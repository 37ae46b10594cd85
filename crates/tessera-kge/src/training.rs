//! TransE training loop.
//!
//! TransE interprets relations as translations: `h + r ≈ t`. Training
//! contrasts each positive triplet with a corrupted one and minimizes the
//! margin ranking loss
//!
//! ```text
//! L = max(0, margin + ‖h + r − t‖ − ‖h' + r − t'‖)
//! ```
//!
//! 1. For each positive triplet `(h, r, t)`:
//! 2.   Corrupt the head or the tail (fair coin) with a different entity
//! 3.   Score both triplets
//! 4.   If the loss is positive, pull the positive triplet together and push
//!      the negative one apart
//!
//! # Update rule
//!
//! The step is a bounded heuristic, not the analytic gradient of `L`. For
//! each of the two triplets, `diff = h + r − t` is scaled by
//! `min(lr / max(score, 0.1), 10·lr)`; positive head and relation move
//! against `diff` and the positive tail moves with it, while the negative
//! triplet moves the opposite way. Embeddings already persisted downstream
//! were trained with this rule, so it must not change without retraining.
//!
//! # Example
//!
//! ```rust
//! use tessera_core::{EntityId, RelationType, Triplet};
//! use tessera_kge::{EmbeddingStore, TrainingConfig, TransETrainer};
//!
//! let triplets = vec![
//!     Triplet::new("Einstein", "won", "NobelPrize"),
//!     Triplet::new("Paris", "capitalOf", "France"),
//! ];
//! let entities: Vec<EntityId> = ["Einstein", "NobelPrize", "Paris", "France"]
//!     .into_iter()
//!     .map(EntityId::from)
//!     .collect();
//! let relations = vec![RelationType::from("won"), RelationType::from("capitalOf")];
//!
//! let config = TrainingConfig::default().with_dimensions(16).with_epochs(10);
//! let mut store = EmbeddingStore::new(config);
//! let mut trainer = TransETrainer::seeded(7);
//!
//! trainer.initialize(&mut store, &entities, &relations)?;
//! let report = trainer.train(&mut store, &triplets, 0)?;
//! assert!(report.final_loss.is_finite());
//! # Ok::<(), tessera_kge::Error>(())
//! ```

use crate::error::{Error, Result};
use crate::store::EmbeddingStore;
use crate::vector;
use rand::seq::SliceRandom;
use rand::{Rng, SeedableRng};
use rand_chacha::ChaCha8Rng;
use serde::{Deserialize, Serialize};
use std::collections::HashSet;
use tessera_core::{EntityId, RelationType, Triplet};
use tracing::debug;

/// Training stops once the epoch-average loss falls below this.
pub const EARLY_STOP_LOSS: f32 = 0.01;

/// All embeddings are renormalized on every n-th epoch.
pub const RENORMALIZE_EVERY: usize = 5;

/// Scores below this are clamped when computing the step size.
pub const MIN_STEP_SCORE: f32 = 0.1;

/// Upper bound on the step size, as a multiple of the learning rate.
pub const MAX_STEP_MULTIPLIER: f32 = 10.0;

/// Training configuration.
///
/// Fixed for the lifetime of a job: every checkpoint of a job carries the same
/// config.
#[derive(Debug, Clone, PartialEq, Serialize, Deserialize)]
#[serde(rename_all = "camelCase", default)]
pub struct TrainingConfig {
    /// Embedding dimension (default: 50).
    pub dimensions: usize,
    /// Learning rate (default: 0.01).
    pub learning_rate: f32,
    /// Margin for ranking loss (default: 1.0).
    pub margin: f32,
    /// Epochs per invocation slice (default: 25).
    pub epochs: usize,
    /// Batch size (default: 32).
    pub batch_size: usize,
    /// Random seed (default: 42).
    pub seed: u64,
}

impl Default for TrainingConfig {
    fn default() -> Self {
        Self {
            dimensions: 50,
            learning_rate: 0.01,
            margin: 1.0,
            epochs: 25,
            batch_size: 32,
            seed: 42,
        }
    }
}

impl TrainingConfig {
    pub fn with_dimensions(mut self, dimensions: usize) -> Self {
        self.dimensions = dimensions;
        self
    }

    pub fn with_learning_rate(mut self, lr: f32) -> Self {
        self.learning_rate = lr;
        self
    }

    pub fn with_margin(mut self, margin: f32) -> Self {
        self.margin = margin;
        self
    }

    pub fn with_epochs(mut self, epochs: usize) -> Self {
        self.epochs = epochs;
        self
    }

    pub fn with_batch_size(mut self, batch_size: usize) -> Self {
        self.batch_size = batch_size;
        self
    }

    pub fn with_seed(mut self, seed: u64) -> Self {
        self.seed = seed;
        self
    }

    /// Reject configurations the trainer cannot run with.
    pub fn validate(&self) -> Result<()> {
        if self.dimensions == 0 {
            return Err(Error::Validation("dimensions must be positive".into()));
        }
        if self.epochs == 0 {
            return Err(Error::Validation("epochs must be positive".into()));
        }
        if self.batch_size == 0 {
            return Err(Error::Validation("batchSize must be positive".into()));
        }
        if !(self.learning_rate.is_finite() && self.learning_rate > 0.0) {
            return Err(Error::Validation(format!(
                "learningRate must be a positive number, got {}",
                self.learning_rate
            )));
        }
        if !(self.margin.is_finite() && self.margin >= 0.0) {
            return Err(Error::Validation(format!(
                "margin must be non-negative, got {}",
                self.margin
            )));
        }
        Ok(())
    }
}

/// Outcome of one call to [`TransETrainer::train`].
#[derive(Debug, Clone, Default, PartialEq, Serialize, Deserialize)]
pub struct TrainingReport {
    /// Epochs actually run (fewer than configured on early stop).
    pub epochs_run: usize,
    /// Average loss over the last epoch run.
    pub final_loss: f32,
    /// Average loss per epoch.
    pub loss_history: Vec<f32>,
    /// Whether the loss threshold ended the run.
    pub stopped_early: bool,
}

/// TransE trainer with an injected random source.
///
/// The trainer holds no embeddings; every operation borrows the
/// [`EmbeddingStore`] it works on.
#[derive(Debug, Clone)]
pub struct TransETrainer<R = ChaCha8Rng> {
    rng: R,
}

impl TransETrainer<ChaCha8Rng> {
    /// Trainer driven by a ChaCha8 stream seeded with `seed`.
    pub fn seeded(seed: u64) -> Self {
        Self::with_rng(ChaCha8Rng::seed_from_u64(seed))
    }
}

impl<R: Rng> TransETrainer<R> {
    /// Trainer driven by an arbitrary random source.
    pub fn with_rng(rng: R) -> Self {
        Self { rng }
    }

    /// Initialize embeddings for every id the store does not hold yet.
    ///
    /// Coordinates are drawn from `U[-√(6/D), √(6/D)]` and the vector is then
    /// unit-normalized. Ids already present keep their vectors, so a store
    /// restored from a checkpoint is never re-randomized. Ids are processed
    /// in the given order, keeping seeded runs reproducible.
    ///
    /// Returns the number of vectors created.
    pub fn initialize(
        &mut self,
        store: &mut EmbeddingStore,
        entities: &[EntityId],
        relations: &[RelationType],
    ) -> Result<usize> {
        store.config().validate()?;

        let dim = store.dimensions();
        let bound = (6.0 / dim as f32).sqrt();
        let mut created = 0;

        for id in entities {
            if store.entity(id.as_str()).is_none() {
                let v = self.random_unit_vector(dim, bound);
                store.insert_entity(id.as_str(), v)?;
                created += 1;
            }
        }
        for rel in relations {
            if store.relation(rel.as_str()).is_none() {
                let v = self.random_unit_vector(dim, bound);
                store.insert_relation(rel.as_str(), v)?;
                created += 1;
            }
        }

        debug!(
            created,
            entities = store.num_entities(),
            relations = store.num_relations(),
            "initialized embeddings"
        );
        Ok(created)
    }

    fn random_unit_vector(&mut self, dim: usize, bound: f32) -> Vec<f32> {
        let mut v: Vec<f32> = (0..dim).map(|_| self.rng.gen_range(-bound..=bound)).collect();
        vector::normalize_in_place(&mut v);
        v
    }

    /// Corrupt the head or the tail of `positive` with a different entity.
    ///
    /// `pool` must hold at least two distinct ids.
    pub fn corrupt(&mut self, positive: &Triplet, pool: &[String]) -> Result<Triplet> {
        if pool.len() < 2 {
            return Err(Error::InsufficientEntities(pool.len()));
        }

        let corrupt_head = self.rng.gen_bool(0.5);
        let original = if corrupt_head {
            positive.head.as_str()
        } else {
            positive.tail.as_str()
        };

        // Rejection sampling below needs at least one id to switch to.
        if pool.iter().all(|id| id == original) {
            let distinct: HashSet<&String> = pool.iter().collect();
            return Err(Error::InsufficientEntities(distinct.len()));
        }

        let replacement = loop {
            let candidate = &pool[self.rng.gen_range(0..pool.len())];
            if candidate != original {
                break candidate.clone();
            }
        };

        let mut negative = positive.clone();
        if corrupt_head {
            negative.head = EntityId::new(replacement);
        } else {
            negative.tail = EntityId::new(replacement);
        }
        Ok(negative)
    }

    /// Sample a negative for `positive` and apply one update.
    ///
    /// Returns the margin loss before the update.
    pub fn train_triplet(
        &mut self,
        store: &mut EmbeddingStore,
        positive: &Triplet,
        pool: &[String],
    ) -> Result<f32> {
        let negative = self.corrupt(positive, pool)?;
        self.train_pair(store, positive, &negative)
    }

    /// Apply one margin-ranking update for an explicit positive/negative pair.
    ///
    /// When `score(positive) + margin <= score(negative)` the loss is zero and
    /// no vector is touched.
    pub fn train_pair(
        &self,
        store: &mut EmbeddingStore,
        positive: &Triplet,
        negative: &Triplet,
    ) -> Result<f32> {
        let (pos_diff, pos_score) = residual(store, positive)?;
        let (neg_diff, neg_score) = residual(store, negative)?;

        let config = store.config();
        let loss = (config.margin + pos_score - neg_score).max(0.0);
        if loss <= 0.0 {
            return Ok(0.0);
        }

        let lr = config.learning_rate;
        let pos_step = step_size(lr, pos_score);
        let neg_step = step_size(lr, neg_score);

        // Diffs were taken before any write, so shared vectors (the relation,
        // and the uncorrupted endpoint) receive both updates.
        store.nudge_entity(positive.head.as_str(), &pos_diff, -pos_step)?;
        store.nudge_relation(positive.relation.as_str(), &pos_diff, -pos_step)?;
        store.nudge_entity(positive.tail.as_str(), &pos_diff, pos_step)?;

        store.nudge_entity(negative.head.as_str(), &neg_diff, neg_step)?;
        store.nudge_relation(negative.relation.as_str(), &neg_diff, neg_step)?;
        store.nudge_entity(negative.tail.as_str(), &neg_diff, -neg_step)?;

        Ok(loss)
    }

    /// Run one slice of `config.epochs` epochs.
    ///
    /// `epoch_offset` is the number of epochs already trained in earlier
    /// slices; it keeps the renormalization cadence aligned across resumes.
    pub fn train(
        &mut self,
        store: &mut EmbeddingStore,
        triplets: &[Triplet],
        epoch_offset: usize,
    ) -> Result<TrainingReport> {
        store.config().validate()?;

        if triplets.is_empty() {
            debug!("no triplets to train on");
            return Ok(TrainingReport::default());
        }

        let pool = store.entity_ids();
        if pool.len() < 2 {
            return Err(Error::InsufficientEntities(pool.len()));
        }

        let epochs = store.config().epochs;
        let batch_size = store.config().batch_size;
        let mut order: Vec<&Triplet> = triplets.iter().collect();
        let mut report = TrainingReport {
            loss_history: Vec::with_capacity(epochs),
            ..TrainingReport::default()
        };

        for epoch in 0..epochs {
            order.shuffle(&mut self.rng);

            let mut batch_loss_sum = 0.0;
            let mut num_batches = 0;

            for batch in order.chunks(batch_size) {
                let mut batch_loss = 0.0;
                for &triplet in batch {
                    batch_loss += self.train_triplet(store, triplet, &pool)?;
                }
                batch_loss_sum += batch_loss / batch.len() as f32;
                num_batches += 1;
            }

            let avg_loss = batch_loss_sum / num_batches as f32;
            report.loss_history.push(avg_loss);
            report.final_loss = avg_loss;
            report.epochs_run = epoch + 1;

            let global_epoch = epoch_offset + epoch + 1;
            debug!(epoch = global_epoch, loss = avg_loss, "epoch finished");

            if global_epoch % RENORMALIZE_EVERY == 0 {
                store.normalize_all();
            }

            if avg_loss < EARLY_STOP_LOSS {
                debug!(epoch = global_epoch, "loss below threshold, stopping early");
                report.stopped_early = true;
                break;
            }
        }

        Ok(report)
    }
}

/// `(h + r − t, ‖h + r − t‖)` for one triplet.
fn residual(store: &EmbeddingStore, triplet: &Triplet) -> Result<(Vec<f32>, f32)> {
    let (h, r, t) = store.triplet_vectors(triplet)?;
    let diff = vector::translation_residual(h, r, t)?;
    let score = vector::l2_norm(&diff);
    Ok((diff, score))
}

/// Bounded step: `min(lr / max(score, 0.1), 10·lr)`.
#[inline]
fn step_size(lr: f32, score: f32) -> f32 {
    (lr / score.max(MIN_STEP_SCORE)).min(lr * MAX_STEP_MULTIPLIER)
}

···

#### [Task requirements]
Check each line of the records for the string "replacement" and copy those that have it.

#### [Answer section]
        let replacement = loop {
            negative.head = EntityId::new(replacement);
            negative.tail = EntityId::new(replacement);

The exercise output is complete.